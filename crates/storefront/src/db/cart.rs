//! Cart repository.
//!
//! Reads go through [`CartRepository`]. The stock-checked writes are free
//! functions over a connection so the cart service and wishlist move can run
//! them inside their own transactions.

use sqlx::{PgConnection, PgPool};

use patra_core::{ProductId, ProductStatus, UserId};

use super::RepositoryError;
use crate::models::CartLine;

/// Stock and visibility of a product, read under a row lock.
#[derive(Debug, Clone, Copy, sqlx::FromRow)]
pub struct ProductStock {
    pub stock_quantity: i32,
    pub status: ProductStatus,
}

/// Repository for cart reads and simple deletes.
pub struct CartRepository<'a> {
    pool: &'a PgPool,
}

impl<'a> CartRepository<'a> {
    /// Create a new cart repository.
    #[must_use]
    pub const fn new(pool: &'a PgPool) -> Self {
        Self { pool }
    }

    /// Cart lines with current product data, oldest first.
    ///
    /// # Errors
    ///
    /// Returns `RepositoryError::Database` if the query fails.
    pub async fn list(&self, user_id: UserId) -> Result<Vec<CartLine>, RepositoryError> {
        let mut conn = self.pool.acquire().await?;
        list_lines(&mut conn, user_id, false).await
    }

    /// Total quantity across all lines.
    ///
    /// # Errors
    ///
    /// Returns `RepositoryError::Database` if the query fails.
    pub async fn count(&self, user_id: UserId) -> Result<i64, RepositoryError> {
        let count: i64 = sqlx::query_scalar(
            "SELECT COALESCE(SUM(quantity), 0)::bigint FROM shop.cart_item WHERE user_id = $1",
        )
        .bind(user_id)
        .fetch_one(self.pool)
        .await?;
        Ok(count)
    }

    /// Remove one line. Returns whether a line existed.
    ///
    /// # Errors
    ///
    /// Returns `RepositoryError::Database` if the query fails.
    pub async fn remove(
        &self,
        user_id: UserId,
        product_id: ProductId,
    ) -> Result<bool, RepositoryError> {
        let mut conn = self.pool.acquire().await?;
        delete_line(&mut conn, user_id, product_id).await
    }

    /// Empty the cart.
    ///
    /// # Errors
    ///
    /// Returns `RepositoryError::Database` if the query fails.
    pub async fn clear(&self, user_id: UserId) -> Result<u64, RepositoryError> {
        let mut conn = self.pool.acquire().await?;
        clear(&mut conn, user_id).await
    }
}

/// Cart lines joined with products, oldest first.
///
/// With `lock`, the cart's product rows are first locked `FOR UPDATE` in
/// product id order, so stock cannot change until the transaction ends and
/// two checkouts over the same products queue instead of deadlocking.
///
/// # Errors
///
/// Returns `RepositoryError::Database` if the query fails.
pub async fn list_lines(
    conn: &mut PgConnection,
    user_id: UserId,
    lock: bool,
) -> Result<Vec<CartLine>, RepositoryError> {
    if lock {
        sqlx::query(
            r"
            SELECT p.id
            FROM shop.product p
            WHERE p.id IN (SELECT product_id FROM shop.cart_item WHERE user_id = $1)
            ORDER BY p.id
            FOR UPDATE
            ",
        )
        .bind(user_id)
        .execute(&mut *conn)
        .await?;
    }

    let lines = sqlx::query_as::<_, CartLine>(
        r"
        SELECT ci.product_id, p.name AS product_name, p.price, p.images[1] AS image,
               p.stock_quantity, p.status, ci.quantity
        FROM shop.cart_item ci
        JOIN shop.product p ON p.id = ci.product_id
        WHERE ci.user_id = $1
        ORDER BY ci.created_at, ci.id
        ",
    )
    .bind(user_id)
    .fetch_all(&mut *conn)
    .await?;
    Ok(lines)
}

/// Lock a product row and read its stock.
///
/// # Errors
///
/// Returns `RepositoryError::Database` if the query fails.
pub async fn lock_product_stock(
    conn: &mut PgConnection,
    product_id: ProductId,
) -> Result<Option<ProductStock>, RepositoryError> {
    let stock = sqlx::query_as::<_, ProductStock>(
        "SELECT stock_quantity, status FROM shop.product WHERE id = $1 FOR UPDATE",
    )
    .bind(product_id)
    .fetch_optional(&mut *conn)
    .await?;
    Ok(stock)
}

/// Current quantity of a product in the cart.
///
/// # Errors
///
/// Returns `RepositoryError::Database` if the query fails.
pub async fn quantity_of(
    conn: &mut PgConnection,
    user_id: UserId,
    product_id: ProductId,
) -> Result<Option<i32>, RepositoryError> {
    let quantity = sqlx::query_scalar(
        "SELECT quantity FROM shop.cart_item WHERE user_id = $1 AND product_id = $2",
    )
    .bind(user_id)
    .bind(product_id)
    .fetch_optional(&mut *conn)
    .await?;
    Ok(quantity)
}

/// Set a line's quantity, inserting the line if needed.
///
/// # Errors
///
/// Returns `RepositoryError::Database` if the query fails.
pub async fn upsert(
    conn: &mut PgConnection,
    user_id: UserId,
    product_id: ProductId,
    quantity: i32,
) -> Result<(), RepositoryError> {
    sqlx::query(
        r"
        INSERT INTO shop.cart_item (user_id, product_id, quantity)
        VALUES ($1, $2, $3)
        ON CONFLICT (user_id, product_id)
        DO UPDATE SET quantity = EXCLUDED.quantity, updated_at = now()
        ",
    )
    .bind(user_id)
    .bind(product_id)
    .bind(quantity)
    .execute(&mut *conn)
    .await?;
    Ok(())
}

/// Delete one line. Returns whether a line existed.
///
/// # Errors
///
/// Returns `RepositoryError::Database` if the query fails.
pub async fn delete_line(
    conn: &mut PgConnection,
    user_id: UserId,
    product_id: ProductId,
) -> Result<bool, RepositoryError> {
    let result = sqlx::query("DELETE FROM shop.cart_item WHERE user_id = $1 AND product_id = $2")
        .bind(user_id)
        .bind(product_id)
        .execute(&mut *conn)
        .await?;
    Ok(result.rows_affected() > 0)
}

/// Delete every line for a user.
///
/// # Errors
///
/// Returns `RepositoryError::Database` if the query fails.
pub async fn clear(conn: &mut PgConnection, user_id: UserId) -> Result<u64, RepositoryError> {
    let result = sqlx::query("DELETE FROM shop.cart_item WHERE user_id = $1")
        .bind(user_id)
        .execute(&mut *conn)
        .await?;
    Ok(result.rows_affected())
}
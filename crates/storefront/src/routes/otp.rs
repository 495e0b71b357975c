//! Phone sign-in: `send-otp` and `verify-otp`.

use axum::{Json, extract::State};
use serde::{Deserialize, Serialize};
use tower_sessions::Session;
use tracing::instrument;

use crate::error::{Result, set_sentry_user};
use crate::middleware::set_current_user;
use crate::models::{CurrentUser, Profile};
use crate::services::otp::OtpService;
use crate::state::AppState;

/// Body of `POST /api/otp/send`.
#[derive(Debug, Deserialize)]
pub struct SendOtpRequest {
    pub phone: Option<String>,
}

/// Response to a send.
#[derive(Debug, Serialize)]
pub struct SendOtpResponse {
    pub success: bool,
    pub message: &'static str,
    #[serde(skip_serializing_if = "Option::is_none")]
    pub debug_otp: Option<String>,
}

/// Body of `POST /api/otp/verify`.
#[derive(Debug, Deserialize)]
pub struct VerifyOtpRequest {
    pub phone: Option<String>,
    pub otp: Option<String>,
}

/// Response to a successful verify.
#[derive(Debug, Serialize)]
pub struct VerifyOtpResponse {
    pub success: bool,
    pub user: Profile,
}

fn otp_service(state: &AppState) -> OtpService<'_> {
    OtpService::new(
        state.pool(),
        state.sms(),
        &state.config().otp,
        &state.config().store_name,
    )
}

/// Issue a code.
///
/// POST /api/otp/send
#[instrument(skip(state, body))]
pub async fn send(
    State(state): State<AppState>,
    Json(body): Json<SendOtpRequest>,
) -> Result<Json<SendOtpResponse>> {
    let issued = otp_service(&state).send(body.phone.as_deref()).await?;

    Ok(Json(SendOtpResponse {
        success: true,
        message: "OTP sent successfully",
        debug_otp: issued.debug_code,
    }))
}

/// Redeem a code and sign in.
///
/// POST /api/otp/verify
#[instrument(skip(state, session, body))]
pub async fn verify(
    State(state): State<AppState>,
    session: Session,
    Json(body): Json<VerifyOtpRequest>,
) -> Result<Json<VerifyOtpResponse>> {
    let profile = otp_service(&state)
        .verify(body.phone.as_deref(), body.otp.as_deref())
        .await?;

    set_current_user(&session, &CurrentUser::from(&profile)).await?;
    set_sentry_user(&profile.id);

    Ok(Json(VerifyOtpResponse {
        success: true,
        user: profile,
    }))
}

####################

### EXERCISE PROMPT
From the material above, gather all lines that include the string "oldest" and copy them.

### SOLUTION TO THIS TASK
    /// Cart lines with current product data, oldest first.
/// Cart lines joined with products, oldest first.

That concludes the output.